This book reflects two increasingly common approaches to writing history. One involves a search for "lost" or "repressed" history as a vehicle for constructing identity. The second seeks to diversify history-making by incorporating voices other than those of scholars. Pieces of history are found in artifacts and images as well as archives. Stories become as important as documents. The subject of women in war is particularly favorable to a synergy of these two ways of "doing history." Particularly in the twentieth-century West, war is considered the province of males. Masculine identity, whether it be presented as inherent or constructed, is considered central to war-making. The women warriors of popular culture are either completely degendered, like Demi Moore's GI Jane, or are presented as an offense to reason and natural order, like the female sniper in Full Metal Jacket, whose murder restores whatever harmony is possible in the upside-down universe of the Vietnam War.

Yet in this context even traditional military historians increasingly recognize the contrast between mythic images and historic realities.
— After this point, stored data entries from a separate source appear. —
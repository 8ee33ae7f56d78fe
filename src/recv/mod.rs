//! Inbound stream delivery.
//!
//! Provides:
//! - The ordered, sticky-terminal backlog channel fed by the connection
//! - A buffered reader that blocks until enough bytes have arrived
//! - A flow-control reader that reports consumed bytes for window updates
//! - Call cancellation

pub mod buffer;
pub mod context;
pub mod link;
pub mod reader;
pub mod transport;

pub use buffer::{RecvBuffer, RecvSlot};
pub use context::CallContext;
pub use link::LinkBuffer;
pub use reader::{CloseStream, RecvBufferReader};
pub use transport::{TransportReader, WindowHandler};

use bytes::Bytes;
use thiserror::Error;

/// Terminal condition of an inbound stream.
///
/// Cloneable so a reader can cache it and hand it back on every later call.
#[derive(Debug, Clone, Error, PartialEq, Eq)]
pub enum StreamError {
    /// The peer finished the stream cleanly.
    #[error("end of stream")]
    Eof,

    #[error("context canceled")]
    Canceled,

    #[error("context deadline exceeded")]
    DeadlineExceeded,

    #[error("transport failure: {0}")]
    Transport(String),

    #[error("stream data is not valid UTF-8")]
    InvalidUtf8,
}

impl StreamError {
    pub fn transport(msg: impl Into<String>) -> Self {
        Self::Transport(msg.into())
    }

    pub fn is_eof(&self) -> bool {
        matches!(self, Self::Eof)
    }

    /// Whether the error came from the call context rather than the transport.
    pub fn is_context(&self) -> bool {
        matches!(self, Self::Canceled | Self::DeadlineExceeded)
    }
}

/// Every I/O failure is a transport failure, including a truncated read.
/// Only an explicit end-of-stream message is a clean [`StreamError::Eof`].
impl From<std::io::Error> for StreamError {
    fn from(e: std::io::Error) -> Self {
        Self::Transport(e.to_string())
    }
}

/// One unit delivered from the connection to a stream.
#[derive(Debug, Clone, PartialEq, Eq)]
pub enum RecvMsg {
    /// A chunk of stream data.
    Data(Bytes),
    /// End of stream or failure. Nothing follows it.
    Terminal(StreamError),
}

impl RecvMsg {
    pub fn data(buf: impl Into<Bytes>) -> Self {
        Self::Data(buf.into())
    }

    pub fn eof() -> Self {
        Self::Terminal(StreamError::Eof)
    }

    pub fn error(err: StreamError) -> Self {
        Self::Terminal(err)
    }

    pub fn is_terminal(&self) -> bool {
        matches!(self, Self::Terminal(_))
    }
}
War may be a gendered activity, but it is an experience common to both genders. The MINERVA Center at George Washington University has played a central role in developing the systematic study of women's experiences in war. De Pauw, founder and director of the center, offers here a comprehensive and well written synthesis of a generation's writing.

Battle Cries and Lullabies is intended for non-academic readers, and as a text for courses in war and society as well as for women's studies programs. The author begins by defining "woman" as "any human who self-identifies as a female." This is a legitimate standard, one that reflects as well the principal subtext of the work: gender roles in warmaking are socially constructed. From that premise De Pauw constructs a story of women and war from prehistory to the present. Her female protagonists are strongly proactive. While the text acknowledges the victimization of women by war in ways ranging from rape and murder to unsought roles as single parents, De Pauw takes a stand different in essence from, for example, Susan Brownmiller's Against Our Will. The women of Battle Cries and Lullabies are affirmative participants in war's experience, even if often from lack of an alternative.

Most basic--and most familiar--are the women often described in conventional accounts as "camp followers." De Pauw demonstrates that far from being a mere rabble of de facto prostitutes, these women performed essential "logistical" functions as cooks, laundresses, and quartermasters before the development of modern administrative systems. They were central as well to the psychological dimension of military life, providing both actual and surrogate family relationships vital for men as a rule permanently isolated from the wider society. In the nineteenth and twentieth centuries, these women were supplemented, then replaced, by professionals and technicians: the nurses of the Crimean and Civil Wars, the typists, telephone operators, and ferry pilots of 1914-18 and 1939-45.

De Pauw also establishes a spectrum of women's direct participation in combat. The most obvious--and most common--involved specific emergencies: lost battles, raids, and ambushes that put women in situations of "fight or die." Sieges offered particular opportunities for women's direct participation. Fortifications compensated for the infamous "limited upper body strength," while the usual consequences of defeat were sufficiently dire to overcome inhibitions, genetic or social, against taking life. At the high end of the social and political system, women rulers like India's Rani of Jhansi during the Sepoy Rebellion regularly commanded their armies in person. Revolutions as well offered opportunities for women to assume leadership positions, with Vietnam's Trung sisters a familiar example. In the middle, De Pauw presents both woman soldiers who passed successfully as men and women soldiers who never concealed their sex. She demonstrates in the process that there were more than a few of the latter in nineteenth- and twentieth-century armies.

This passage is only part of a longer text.